THE TASK> Which lines below contain the word "None"? Copy each one.

Items from a data source>
....................

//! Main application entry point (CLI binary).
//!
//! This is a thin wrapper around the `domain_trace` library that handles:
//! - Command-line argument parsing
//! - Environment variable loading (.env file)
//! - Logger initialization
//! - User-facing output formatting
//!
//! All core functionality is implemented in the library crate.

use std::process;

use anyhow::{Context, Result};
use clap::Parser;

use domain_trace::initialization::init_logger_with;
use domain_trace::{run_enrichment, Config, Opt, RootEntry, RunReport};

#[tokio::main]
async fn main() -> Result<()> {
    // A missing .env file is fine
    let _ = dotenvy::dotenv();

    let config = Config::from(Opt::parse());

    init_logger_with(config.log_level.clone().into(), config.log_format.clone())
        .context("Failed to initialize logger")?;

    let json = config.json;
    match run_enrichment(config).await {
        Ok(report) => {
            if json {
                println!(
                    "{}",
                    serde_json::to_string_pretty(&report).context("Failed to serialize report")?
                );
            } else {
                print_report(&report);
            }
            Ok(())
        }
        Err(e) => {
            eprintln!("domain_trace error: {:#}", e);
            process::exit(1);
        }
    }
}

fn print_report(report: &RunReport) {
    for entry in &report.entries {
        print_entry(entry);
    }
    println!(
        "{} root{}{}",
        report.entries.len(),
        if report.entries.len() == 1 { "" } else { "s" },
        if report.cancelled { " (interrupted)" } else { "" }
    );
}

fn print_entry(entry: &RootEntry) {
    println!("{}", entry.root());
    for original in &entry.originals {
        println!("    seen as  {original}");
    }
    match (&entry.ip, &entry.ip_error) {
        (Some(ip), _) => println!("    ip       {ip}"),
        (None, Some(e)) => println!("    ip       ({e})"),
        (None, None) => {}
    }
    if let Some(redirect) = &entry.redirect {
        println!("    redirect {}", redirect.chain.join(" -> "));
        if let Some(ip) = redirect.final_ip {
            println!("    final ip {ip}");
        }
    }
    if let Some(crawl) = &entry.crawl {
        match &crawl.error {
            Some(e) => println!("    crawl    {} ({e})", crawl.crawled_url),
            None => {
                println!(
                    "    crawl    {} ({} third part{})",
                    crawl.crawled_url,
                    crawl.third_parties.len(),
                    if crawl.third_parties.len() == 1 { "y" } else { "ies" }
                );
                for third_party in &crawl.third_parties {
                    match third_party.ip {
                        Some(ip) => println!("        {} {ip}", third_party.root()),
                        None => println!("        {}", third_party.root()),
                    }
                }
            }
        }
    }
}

....................

ANSWER TO THIS PROBLEM>
        (None, Some(e)) => println!("    ip       ({e})"),
        (None, None) => {}
            None => {
                        None => println!("        {}", third_party.root()),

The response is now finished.